Tambo Lockup

WorkOS

Learn how to integrate Tambo with WorkOS for user authentication.

WorkOS is an enterprise-grade authentication and user management platform that provides features like SSO, SCIM provisioning, and directory sync. This guide shows how to integrate it with Tambo in a Next.js application.

Prerequisites

This guide assumes you've already set up WorkOS in your Next.js application, including the callback route for handling authentication responses. If you haven't, follow the WorkOS Next.js Quick Start first.

Installation

Install the required packages:

npm install @workos-inc/node @tambo-ai/react

Integration Options

Use this approach for better security and performance, especially when you don't need real-time authentication state changes.

app/layout.tsx
import { getSession } from "@workos-inc/node/middleware";
import ClientLayout from "./client-layout";

export default async function RootLayout({
  children,
}: {
  children: React.ReactNode;
}) {
  const session = await getSession({
    cookiePassword: process.env.WORKOS_COOKIE_PASSWORD!,
  });

  return (
    <html lang="en">
      <body>
        <ClientLayout userToken={session?.accessToken}>{children}</ClientLayout>
      </body>
    </html>
  );
}
app/client-layout.tsx
"use client";

import { TamboProvider } from "@tambo-ai/react";
import { ReactNode } from "react";

interface ClientLayoutProps {
  children: ReactNode;
  userToken?: string;
}

export default function ClientLayout({
  children,
  userToken,
}: ClientLayoutProps) {
  return <TamboProvider userToken={userToken}>{children}</TamboProvider>;
}

Client-Side Token Retrieval

Use this approach when you need real-time authentication state management or client-side routing with authentication guards.

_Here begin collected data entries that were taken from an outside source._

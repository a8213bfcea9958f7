//! CLI argument definitions using clap

use std::path::PathBuf;

use clap::{ArgAction, Parser, Subcommand, ValueHint};

/// Organization chart manager: hire, fire, budget and common-boss queries
#[derive(Parser, Debug)]
#[command(name = "orgchart")]
#[command(author, version, about, long_about = None)]
#[command(propagate_version = true)]
pub struct Cli {
    /// Log verbosity (-d info, -dd debug, -ddd trace)
    #[arg(short, long, action = ArgAction::Count, global = true)]
    pub debug: u8,

    /// Config file (default: $XDG_CONFIG_HOME/orgchart/orgchart.toml)
    #[arg(long, global = true, value_hint = ValueHint::FilePath)]
    pub config: Option<PathBuf>,

    /// Company name for the root department of a new chart
    #[arg(short, long, global = true)]
    pub company: Option<String>,

    /// Chart data file
    #[arg(short, long, global = true, value_hint = ValueHint::FilePath)]
    pub file: Option<PathBuf>,

    #[command(subcommand)]
    pub command: Option<Commands>,
}

#[derive(Subcommand, Debug)]
pub enum Commands {
    /// Interactive menu (default)
    Menu,

    /// Print the saved chart
    Show {
        /// Draw with tree glyphs instead of the classic indented listing
        #[arg(long)]
        tree: bool,
    },

    /// Print the total salary budget of the saved chart
    Budget,

    /// Manage settings
    Config {
        #[command(subcommand)]
        command: ConfigCommands,
    },

    /// Generate shell completions
    Completion {
        /// Shell type
        #[arg(value_enum)]
        shell: clap_complete::Shell,
    },
}

#[derive(Subcommand, Debug)]
pub enum ConfigCommands {
    /// Show effective settings
    Show,
    /// Show global config file path
    Path,
}
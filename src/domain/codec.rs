//! Flat text persistence format for charts.
//!
//! One record per node in pre-order, each followed by its child count:
//!
//! ```text
//! 1,<department name>
//! <child count>
//! 0,<id>,<name>,<title>,<salary>
//! <child count>
//! ```
//!
//! There is no escaping, so text fields must not contain commas or line breaks.

use thiserror::Error;
use tracing::{debug, instrument};

use crate::domain::arena::NodeId;
use crate::domain::chart::OrgChart;
use crate::domain::entities::{Department, Employee, EmployeeId, NodeKind};
use crate::domain::error::DomainError;

const DEPARTMENT_FLAG: &str = "1";
const EMPLOYEE_FLAG: &str = "0";
const EMPLOYEE_FIELDS: usize = 4;

#[derive(Error, Debug, Clone, PartialEq)]
pub enum CodecError {
    #[error("line {line}: unexpected end of input, expected {expected}")]
    UnexpectedEof { line: usize, expected: &'static str },

    #[error("line {line}: invalid node kind flag: {found:?}")]
    InvalidKind { line: usize, found: String },

    #[error("line {line}: expected {expected} employee fields, found {found}")]
    FieldCount {
        line: usize,
        expected: usize,
        found: usize,
    },

    #[error("line {line}: invalid {field}: {value:?}")]
    InvalidNumber {
        line: usize,
        field: &'static str,
        value: String,
    },

    #[error("line {line}: {source}")]
    InvalidEmployee {
        line: usize,
        #[source]
        source: DomainError,
    },

    #[error("line {line}: root record must be a department")]
    RootNotDepartment { line: usize },

    #[error("line {line}: unexpected content after the last record")]
    TrailingContent { line: usize },

    #[error("{field} cannot be saved, it contains a comma or line break: {value:?}")]
    UnencodableField { field: &'static str, value: String },
}

pub type CodecResult<T> = Result<T, CodecError>;

fn check_field(field: &'static str, value: &str) -> CodecResult<()> {
    if value.contains([',', '\n', '\r']) {
        return Err(CodecError::UnencodableField {
            field,
            value: value.to_string(),
        });
    }
    Ok(())
}

/// Serialize the whole chart, pre-order, in display order.
///
/// Fails without producing output when a text field cannot be represented.
#[instrument(level = "debug", skip(chart))]
pub fn encode(chart: &OrgChart) -> CodecResult<String> {
    let mut out = String::new();
    for (_, _, node) in chart.iter() {
        match &node.kind {
            NodeKind::Department(dept) => {
                check_field("department name", &dept.name)?;
                out.push_str(&format!("{},{}\n", DEPARTMENT_FLAG, dept.name));
            }
            NodeKind::Employee(emp) => {
                check_field("employee name", &emp.name)?;
                check_field("employee title", &emp.title)?;
                out.push_str(&format!(
                    "{},{},{},{},{}\n",
                    EMPLOYEE_FLAG, emp.id, emp.name, emp.title, emp.salary
                ));
            }
        }
        out.push_str(&format!("{}\n", node.children.len()));
    }
    Ok(out)
}

/// Numbered line reader; line numbers are 1-based.
struct Lines<'a> {
    inner: std::iter::Enumerate<std::str::Lines<'a>>,
    last: usize,
}

impl<'a> Lines<'a> {
    fn new(content: &'a str) -> Self {
        Self {
            inner: content.lines().enumerate(),
            last: 0,
        }
    }

    fn next_line(&mut self, expected: &'static str) -> CodecResult<(usize, &'a str)> {
        match self.inner.next() {
            Some((idx, line)) => {
                self.last = idx + 1;
                Ok((idx + 1, line))
            }
            None => Err(CodecError::UnexpectedEof {
                line: self.last + 1,
                expected,
            }),
        }
    }

    fn next_count(&mut self) -> CodecResult<usize> {
        let (line, text) = self.next_line("child count")?;
        text.trim()
            .parse()
            .map_err(|_| CodecError::InvalidNumber {
                line,
                field: "child count",
                value: text.to_string(),
            })
    }

    fn next_record(&mut self) -> CodecResult<(usize, NodeKind)> {
        let (line, text) = self.next_line("node record")?;
        Ok((line, parse_record(line, text)?))
    }
}

fn parse_record(line: usize, text: &str) -> CodecResult<NodeKind> {
    let (flag, rest) = text.split_once(',').unwrap_or((text, ""));
    match flag {
        DEPARTMENT_FLAG => Ok(NodeKind::Department(Department::new(rest))),
        EMPLOYEE_FLAG => {
            let fields: Vec<&str> = rest.split(',').collect();
            if fields.len() != EMPLOYEE_FIELDS {
                return Err(CodecError::FieldCount {
                    line,
                    expected: EMPLOYEE_FIELDS,
                    found: fields.len(),
                });
            }
            let id: EmployeeId =
                fields[0]
                    .trim()
                    .parse()
                    .map_err(|_| CodecError::InvalidNumber {
                        line,
                        field: "employee id",
                        value: fields[0].to_string(),
                    })?;
            let salary: f64 = fields[3]
                .trim()
                .parse()
                .map_err(|_| CodecError::InvalidNumber {
                    line,
                    field: "salary",
                    value: fields[3].to_string(),
                })?;
            let emp = Employee::new(id, fields[1], fields[2], salary)
                .map_err(|source| CodecError::InvalidEmployee { line, source })?;
            Ok(NodeKind::Employee(emp))
        }
        other => Err(CodecError::InvalidKind {
            line,
            found: other.to_string(),
        }),
    }
}

/// Rebuild a chart from [`encode`] output.
///
/// Uses an explicit stack of `(parent, children still expected)` so deep
/// charts do not recurse.
#[instrument(level = "debug", skip(content))]
pub fn decode(content: &str) -> CodecResult<OrgChart> {
    let mut lines = Lines::new(content);

    let (line, root_kind) = lines.next_record()?;
    let mut chart = match root_kind {
        NodeKind::Department(dept) => OrgChart::new(dept.name),
        NodeKind::Employee(_) => return Err(CodecError::RootNotDepartment { line }),
    };
    let root_children = lines.next_count()?;

    let mut stack: Vec<(NodeId, usize)> = vec![(chart.root(), root_children)];
    while let Some((parent, remaining)) = stack.last_mut() {
        if *remaining == 0 {
            stack.pop();
            continue;
        }
        *remaining -= 1;
        let parent = *parent;

        let (line, kind) = lines.next_record()?;
        let node = match kind {
            NodeKind::Department(dept) => chart.add_department(parent, dept.name),
            NodeKind::Employee(emp) => chart.hire_under(parent, emp).map(|hired| hired.node),
        }
        .map_err(|source| CodecError::InvalidEmployee { line, source })?;

        let count = lines.next_count()?;
        stack.push((node, count));
    }

    for (idx, rest) in lines.inner.by_ref() {
        if !rest.trim().is_empty() {
            return Err(CodecError::TrailingContent { line: idx + 1 });
        }
    }

    debug!("decode: {} nodes", chart.size());
    Ok(chart)
}
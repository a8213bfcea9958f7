use clap::Parser;
use orgchart::cli::args::Cli;
use orgchart::cli::commands::execute_command;
use orgchart::cli::output;
use tracing::level_filters::LevelFilter;
use tracing_subscriber::fmt::format::FmtSpan;
use tracing_subscriber::layer::SubscriberExt;
use tracing_subscriber::util::SubscriberInitExt;
use tracing_subscriber::{fmt, Layer};

fn main() {
    let cli = Cli::parse();

    setup_logging(cli.debug);

    if let Err(e) = execute_command(&cli) {
        output::error(&e);
        std::process::exit(e.exit_code());
    }
}

fn setup_logging(verbosity: u8) {
    let filter = match verbosity {
        0 => LevelFilter::WARN,
        1 => LevelFilter::INFO,
        2 => LevelFilter::DEBUG,
        3 => LevelFilter::TRACE,
        _ => {
            eprintln!("Don't be crazy, max is -d -d -d");
            LevelFilter::TRACE
        }
    };

    // Logs go to stderr so the menu and chart output stay clean on stdout
    let fmt_layer = fmt::layer()
        .with_writer(std::io::stderr)
        .with_target(true)
        .with_thread_names(false)
        .with_span_events(FmtSpan::CLOSE);

    tracing_subscriber::registry()
        .with(fmt_layer.with_filter(filter))
        .init();

    match filter {
        LevelFilter::INFO => tracing::info!("Debug mode: info"),
        LevelFilter::DEBUG => tracing::debug!("Debug mode: debug"),
        LevelFilter::TRACE => tracing::debug!("Debug mode: trace"),
        _ => {}
    }
}
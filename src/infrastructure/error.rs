//! Infrastructure-level errors (wraps application errors)

use thiserror::Error;

use crate::application::ApplicationError;

/// Infrastructure errors wrap application errors and add I/O-level concerns.
#[derive(Error, Debug)]
pub enum InfraError {
    #[error("{0}")]
    Application(#[from] ApplicationError),

    #[error("I/O error: {context}")]
    Io {
        context: String,
        #[source]
        source: std::io::Error,
    },
}

impl InfraError {
    /// Create an I/O error with context.
    pub fn io(context: impl Into<String>, source: std::io::Error) -> Self {
        Self::Io {
            context: context.into(),
            source,
        }
    }
}

/// Result type for infrastructure layer operations.
pub type InfraResult<T> = Result<T, InfraError>;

First, create a custom hook for WorkOS authentication:

hooks/use-workos-auth.ts
import { useEffect, useState } from "react";

interface UseWorkOSAuthReturn {
  accessToken: string | null;
  user: any | null;
  loading: boolean;
}

export function useWorkOSAuth(): UseWorkOSAuthReturn {
  const [accessToken, setAccessToken] = useState<string | null>(null);
  const [user, setUser] = useState<any | null>(null);
  const [loading, setLoading] = useState(true);

  useEffect(() => {
    const fetchSession = async () => {
      try {
        const response = await fetch("/api/auth/session");
        if (response.ok) {
          const data = await response.json();
          setAccessToken(data.accessToken);
          setUser(data.user);
        }
      } catch (error) {
        console.error("Error fetching session:", error);
      } finally {
        setLoading(false);
      }
    };

    fetchSession();
  }, []);

  return { accessToken, user, loading };
}

Create a session API endpoint:

app/api/auth/session/route.ts
import { NextRequest, NextResponse } from "next/server";
import { getSession } from "@workos-inc/node/middleware";

export async function GET(request: NextRequest) {
  try {
    const session = await getSession({
      cookiePassword: process.env.WORKOS_COOKIE_PASSWORD!,
    });

    if (!session?.accessToken) {
      return NextResponse.json({ error: "No access token" }, { status: 401 });
    }

    return NextResponse.json({
      accessToken: session.accessToken,
      user: session.user,
    });
  } catch (error) {
    return NextResponse.json({ error: "Invalid session" }, { status: 401 });
  }
}

Use the hook in your client layout:

app/client-layout.tsx
"use client";

import { TamboProvider } from "@tambo-ai/react";
import { useWorkOSAuth } from "@/hooks/use-workos-auth";
import { ReactNode } from "react";

interface ClientLayoutProps {
  children: ReactNode;
}

export default function ClientLayout({ children }: ClientLayoutProps) {
  const { accessToken, loading } = useWorkOSAuth();

  if (loading) {
    return <div>Loading...</div>;
  }

  return (
    <TamboProvider userToken={accessToken || undefined}>
      {children}
    </TamboProvider>
  );
}

Usage

Once configured, you can use Tambo components throughout your application:

app/dashboard/page.tsx
import { MessageThreadFull } from "@components/ui/tambo";

export default function Dashboard() {
  return (
    <div>
      <h1>Dashboard</h1>
      <MessageThreadFull />
    </div>
  );
}

WorkOS Enterprise Features

WorkOS provides several enterprise-grade features that work seamlessly with Tambo:

Single Sign-On (SSO)

  • SAML 2.0 & OpenID Connect: Support for enterprise identity providers
  • Directory Sync: Automatic user provisioning and deprovisioning
  • Domain Verification: Restrict access to verified domains

User Management

  • SCIM Provisioning: Automated user lifecycle management
  • Multi-factor Authentication: Built-in MFA support
  • Audit Logs: Complete authentication and authorization tracking

Enterprise Token Security

WorkOS access tokens include enterprise-specific claims and are designed for high-security environments. The token automatically includes the necessary user identification and organizational context that Tambo needs.